What to work on
Return a copy of every line in the records that includes the word "cloned".

————

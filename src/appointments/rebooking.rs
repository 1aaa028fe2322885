//! Rebooking of cancelled and missed appointments
//!
//! Each failed appointment is rebooked with the category's ratio. The successor is
//! booked on the day of the failure for the same patient, on the first free slot at
//! least one lead-time draw later and still inside the booking horizon. Successors that
//! fail again are queued for another round until the category's depth cap is reached.

use chrono::{Duration, NaiveDate};
use rand::Rng;
use std::collections::VecDeque;
use tracing::{debug, info, instrument, warn};

use super::{Appointment, AppointmentGenerator};
use crate::calendar::Slot;
use crate::simulation::{SchedulerError, SchedulerResult};

impl AppointmentGenerator<'_> {
    /// Rebook failed appointments, consuming slots for the successors.
    ///
    /// Every candidate must be cancelled or did-not-attend. Returns only the new rows;
    /// the candidates themselves are never modified.
    #[instrument(skip(self, slots, candidates, rng), fields(candidates = candidates.len()))]
    pub fn rebook<R: Rng + ?Sized>(
        &mut self,
        slots: &mut [Slot],
        candidates: &[Appointment],
        rng: &mut R,
    ) -> SchedulerResult<Vec<Appointment>> {
        if let Some(bad) = candidates.iter().find(|a| !a.status.is_rebookable()) {
            return Err(SchedulerError::value_error(format!(
                "Appointment {} has status '{}' and cannot be rebooked",
                bad.appointment_id, bad.status
            )));
        }

        let category = self.config.rebook_category;
        let cap = category.max_iterations();
        let ratio = category.rebook_ratio();
        let mut queue: VecDeque<Appointment> = candidates.iter().cloned().collect();
        let mut successors = Vec::new();
        let mut no_slot = 0usize;

        while let Some(failed) = queue.pop_front() {
            if failed.rebook_iteration >= cap || rng.gen::<f64>() >= ratio {
                continue;
            }
            let Some(successor) = self.successor_of(&failed, slots, rng) else {
                no_slot += 1;
                continue;
            };
            if successor.status.is_rebookable() && successor.rebook_iteration < cap {
                queue.push_back(successor.clone());
            }
            successors.push(successor);
        }

        if no_slot > 0 {
            warn!(no_slot, "Some rebookings found no free slot inside the booking horizon");
        }
        info!(
            category = %category,
            rebooked = successors.len(),
            "Rebooked failed appointments"
        );
        Ok(successors)
    }

    fn successor_of<R: Rng + ?Sized>(
        &mut self,
        failed: &Appointment,
        slots: &mut [Slot],
        rng: &mut R,
    ) -> Option<Appointment> {
        let scheduling_date = failed.appointment_date;
        let lead = self
            .lead_time
            .sample_at_least(1, rng)
            .unwrap_or(1)
            .max(1);
        let ahead = |days: u32| {
            scheduling_date
                .checked_add_signed(Duration::days(i64::from(days)))
                .unwrap_or(NaiveDate::MAX)
        };
        let earliest = ahead(lead);
        let latest = ahead(self.config.booking_horizon);

        let start = slots.partition_point(|s| s.appointment_date < earliest);
        let index = slots[start..]
            .iter()
            .take_while(|s| s.appointment_date <= latest)
            .position(|s| s.is_available)
            .map(|offset| start + offset)?;

        let slot = &mut slots[index];
        slot.consume();
        let interval = (slot.appointment_date - scheduling_date).num_days() as u32;
        let mut successor = self.row(slot, scheduling_date, interval);
        successor.rebook_iteration = failed.rebook_iteration + 1;
        successor.rebooked_from = Some(failed.appointment_id.clone());
        successor.patient_id = failed.patient_id.clone();
        successor.sex = failed.sex;
        successor.age = failed.age;
        successor.age_group = failed.age_group.clone();
        successor.is_first_attendance = failed.is_first_attendance;
        self.assign_status(std::slice::from_mut(&mut successor), rng);

        debug!(
            from = %failed.appointment_id,
            date = %successor.appointment_date,
            iteration = successor.rebook_iteration,
            "Rebooked appointment"
        );
        Some(successor)
    }
}

#[cfg(test)]
mod tests {
    use super::*;
    use crate::calendar::generate_slots;
    use crate::types::{AppointmentStatus, SchedulerConfig, ValidatedConfig};
    use rand::rngs::StdRng;
    use rand::SeedableRng;

    fn config(category: &str) -> ValidatedConfig {
        SchedulerConfig {
            date_ranges: vec![("2024-01-01".into(), "2024-06-30".into())],
            ref_date: "2024-06-01".into(),
            rebook_category: category.into(),
            ..Default::default()
        }
        .validate()
        .unwrap()
    }

    fn run(category: &str, seed: u64) -> (Vec<Appointment>, Vec<Appointment>) {
        let config = config(category);
        let mut slots = generate_slots(&config);
        let mut generator = AppointmentGenerator::new(&config).unwrap();
        let mut rng = StdRng::seed_from_u64(seed);
        let originals = generator.generate(&mut slots, &mut rng).unwrap();
        let failed: Vec<Appointment> = originals
            .iter()
            .filter(|a| a.status.is_rebookable())
            .cloned()
            .collect();
        let successors = generator.rebook(&mut slots, &failed, &mut rng).unwrap();
        (originals, successors)
    }

    #[test]
    fn test_depth_bounded_by_category() {
        for (category, cap) in [("min", 1), ("med", 2), ("max", 10)] {
            let (_, successors) = run(category, 42);
            assert!(!successors.is_empty(), "{category} produced no rebookings");
            assert!(successors.iter().all(|a| a.rebook_iteration >= 1 && a.rebook_iteration <= cap));
        }
    }

    #[test]
    fn test_successors_follow_their_origin() {
        let (originals, successors) = run("max", 7);
        let all: Vec<&Appointment> = originals.iter().chain(&successors).collect();
        for successor in &successors {
            let origin_id = successor.rebooked_from.as_ref().unwrap();
            let origin = all.iter().find(|a| &a.appointment_id == origin_id).unwrap();
            assert!(origin.status.is_rebookable());
            assert_eq!(successor.scheduling_date, origin.appointment_date);
            assert!(successor.appointment_date > origin.appointment_date);
            assert_eq!(successor.rebook_iteration, origin.rebook_iteration + 1);
            if successor.datetime() >= config("max").ref_date {
                assert_eq!(successor.status, AppointmentStatus::Scheduled);
            }
        }
    }

    #[test]
    fn test_rebooking_consumes_distinct_slots() {
        let (originals, successors) = run("med", 3);
        let mut slot_ids: Vec<_> = originals.iter().chain(&successors).map(|a| a.slot_id.clone()).collect();
        let total = slot_ids.len();
        slot_ids.sort();
        slot_ids.dedup();
        assert_eq!(slot_ids.len(), total);
    }

    #[test]
    fn test_rejects_non_rebookable_candidates() {
        let config = config("med");
        let mut slots = generate_slots(&config);
        let mut generator = AppointmentGenerator::new(&config).unwrap();
        let mut rng = StdRng::seed_from_u64(1);
        let originals = generator.generate(&mut slots, &mut rng).unwrap();
        let attended: Vec<Appointment> = originals
            .into_iter()
            .filter(|a| a.status == AppointmentStatus::Attended)
            .take(1)
            .collect();
        assert!(generator
            .rebook(&mut slots, &attended, &mut rng)
            .unwrap_err()
            .is_value_error());
    }
}
//! Bundled reference defaults and validation limits
//!
//! The reference tables here stand in for published outpatient activity statistics:
//! status shares, seasonal month and weekday multipliers, and an age-band by sex
//! population table. They are used whenever the caller (or a reference-data
//! provider) does not supply its own.

use tracing::warn;

use crate::simulation::{SchedulerError, SchedulerResult};

/// Canonical order of the outcome-status keys
pub const STATUS_KEYS: [&str; 4] = ["attended", "cancelled", "did not attend", "unknown"];

/// Default outcome shares, in [`STATUS_KEYS`] order
pub const DEFAULT_STATUS_RATES: [(&str, f64); 4] = [
    ("attended", 0.773),
    ("cancelled", 0.164),
    ("did not attend", 0.059),
    ("unknown", 0.004),
];

/// Month-of-year (1-12) seasonal multipliers, derived from monthly appointment totals
pub const DEFAULT_MONTH_WEIGHTS: [(u32, f64); 12] = [
    (1, 0.98),
    (2, 0.95),
    (3, 1.06),
    (4, 0.93),
    (5, 0.99),
    (6, 1.02),
    (7, 1.03),
    (8, 0.96),
    (9, 1.01),
    (10, 1.05),
    (11, 1.06),
    (12, 0.93),
];

/// Weekday (0 = Monday .. 6 = Sunday) multipliers
pub const DEFAULT_WEEKDAY_WEIGHTS: [(u32, f64); 7] = [
    (0, 1.30),
    (1, 1.33),
    (2, 1.31),
    (3, 1.29),
    (4, 1.17),
    (5, 0.35),
    (6, 0.25),
];

/// Outpatient attendance shares by age band: `(age_yrs, total_female, total_male)`
pub const DEFAULT_AGE_GENDER_PROBS: [(&str, f64, f64); 19] = [
    ("0-4", 0.021, 0.025),
    ("5-9", 0.014, 0.016),
    ("10-14", 0.014, 0.014),
    ("15-19", 0.016, 0.013),
    ("20-24", 0.021, 0.013),
    ("25-29", 0.028, 0.015),
    ("30-34", 0.033, 0.018),
    ("35-39", 0.032, 0.019),
    ("40-44", 0.029, 0.020),
    ("45-49", 0.029, 0.022),
    ("50-54", 0.032, 0.027),
    ("55-59", 0.034, 0.031),
    ("60-64", 0.034, 0.033),
    ("65-69", 0.035, 0.034),
    ("70-74", 0.038, 0.037),
    ("75-79", 0.033, 0.031),
    ("80-84", 0.024, 0.021),
    ("85-89", 0.014, 0.011),
    ("90+", 0.008, 0.005),
];

/// Share of attendances that are a patient's first visit
pub const DEFAULT_FIRST_ATTENDANCE_RATIO: f64 = 0.325;

/// Allowed values of `appointments_per_hour` (divisors of 60)
pub const ALLOWED_APPOINTMENTS_PER_HOUR: [u32; 5] = [1, 2, 3, 4, 6];

/// Lowest accepted fill rate (inclusive)
pub const MIN_FILL_RATE: f64 = 0.30;

/// Upper bound on `visits_per_year`
pub const MAX_VISITS_PER_YEAR: f64 = 12.0;

/// Upper bound on the age-group width
pub const MAX_BIN_SIZE: u32 = 20;

/// Longest accepted booking horizon in days.
///
/// Bounds the lead-time support and keeps horizon dates inside chrono's date range.
pub const MAX_BOOKING_HORIZON: u32 = 3650;

/// Accepted range for the mean check-in offset, in minutes relative to the slot
pub const CHECK_IN_MEAN_RANGE: (f64, f64) = (-60.0, 60.0);

/// Standard deviation of the check-in offset at zero noise, in minutes
pub const CHECK_IN_BASE_SD_MINUTES: f64 = 10.0;

/// Tolerance on `sum(status_rates) == 1`
pub const STATUS_RATE_TOLERANCE: f64 = 1e-3;

/// Oldest age produced for an open-ended band such as "90+"
pub const MAX_AGE: u32 = 100;

fn mean(values: impl Iterator<Item = f64>) -> f64 {
    let (sum, n) = values.fold((0.0, 0usize), |(s, n), v| (s + v, n + 1));
    if n == 0 {
        0.0
    } else {
        sum / n as f64
    }
}

/// Sanity-check the bundled defaults.
///
/// Structural problems (wrong keys, negative or non-finite values, rates not summing
/// to one) always fail. Weight-table means are only required to sit near 1.0; with
/// `strict` they must equal 1.0 exactly (to 1e-9), which the rounded month table does not.
pub fn validate_defaults(strict: bool) -> SchedulerResult<()> {
    let keys: Vec<&str> = DEFAULT_STATUS_RATES.iter().map(|(k, _)| *k).collect();
    if keys != STATUS_KEYS {
        return Err(SchedulerError::value_error("default status rates do not match status keys"));
    }
    let sum: f64 = DEFAULT_STATUS_RATES.iter().map(|(_, v)| v).sum();
    if (sum - 1.0).abs() > STATUS_RATE_TOLERANCE {
        return Err(SchedulerError::value_error(format!(
            "default status rates sum to {sum}, expected 1.0"
        )));
    }

    let mut all_weights = DEFAULT_MONTH_WEIGHTS
        .iter()
        .chain(DEFAULT_WEEKDAY_WEIGHTS.iter())
        .map(|(_, w)| *w);
    if all_weights.any(|w| !w.is_finite() || w <= 0.0) {
        return Err(SchedulerError::value_error("default calendar weights must be positive"));
    }
    if DEFAULT_AGE_GENDER_PROBS
        .iter()
        .any(|(_, f, m)| !f.is_finite() || !m.is_finite() || *f < 0.0 || *m < 0.0)
    {
        return Err(SchedulerError::value_error("default age/sex shares must be non-negative"));
    }

    let tables = [
        ("month", mean(DEFAULT_MONTH_WEIGHTS.iter().map(|(_, w)| *w))),
        ("weekday", mean(DEFAULT_WEEKDAY_WEIGHTS.iter().map(|(_, w)| *w))),
    ];
    for (name, m) in tables {
        let deviation = (m - 1.0).abs();
        if strict && deviation > 1e-9 {
            return Err(SchedulerError::value_error(format!(
                "default {name} weights have mean {m:.6}, expected exactly 1.0"
            )));
        }
        if deviation > 0.05 {
            return Err(SchedulerError::value_error(format!(
                "default {name} weights have mean {m:.4}, too far from 1.0"
            )));
        }
        if deviation > 1e-9 {
            warn!(table = name, mean = m, "Default weight table mean is not exactly 1.0");
        }
    }

    if !(0.0..=1.0).contains(&DEFAULT_FIRST_ATTENDANCE_RATIO) {
        return Err(SchedulerError::value_error("default first-attendance ratio outside [0, 1]"));
    }
    Ok(())
}

#[cfg(test)]
mod tests {
    use super::*;

    #[test]
    fn test_default_weights_mean_near_one() {
        let m = mean(DEFAULT_MONTH_WEIGHTS.iter().map(|(_, w)| *w));
        let w = mean(DEFAULT_WEEKDAY_WEIGHTS.iter().map(|(_, w)| *w));
        assert!(m > 0.95 && m < 1.05);
        assert!(w > 0.95 && w < 1.05);
        let days: Vec<u32> = DEFAULT_WEEKDAY_WEIGHTS.iter().map(|(d, _)| *d).collect();
        assert_eq!(days, (0..7).collect::<Vec<_>>());
        assert!(DEFAULT_MONTH_WEIGHTS.iter().all(|(m, _)| (1..=12).contains(m)));
    }

    #[test]
    fn test_status_defaults_follow_key_order() {
        let keys: Vec<&str> = DEFAULT_STATUS_RATES.iter().map(|(k, _)| *k).collect();
        assert_eq!(keys, STATUS_KEYS);
        assert!(DEFAULT_STATUS_RATES.iter().all(|(_, v)| (0.0..=1.0).contains(v)));
    }

    #[test]
    fn test_validate_defaults_non_strict_and_strict() {
        assert!(validate_defaults(false).is_ok());
        let err = validate_defaults(true).unwrap_err();
        assert!(err.is_value_error());
    }

    #[test]
    fn test_limits_are_sane() {
        assert!(MAX_VISITS_PER_YEAR > 0.0);
        assert!(MAX_BIN_SIZE >= 1);
        assert!(MAX_BOOKING_HORIZON >= 365);
        assert!(ALLOWED_APPOINTMENTS_PER_HOUR.iter().all(|n| 60 % n == 0));
    }
}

————

Answer for the task
        let mut queue: VecDeque<Appointment> = candidates.iter().cloned().collect();
            .cloned()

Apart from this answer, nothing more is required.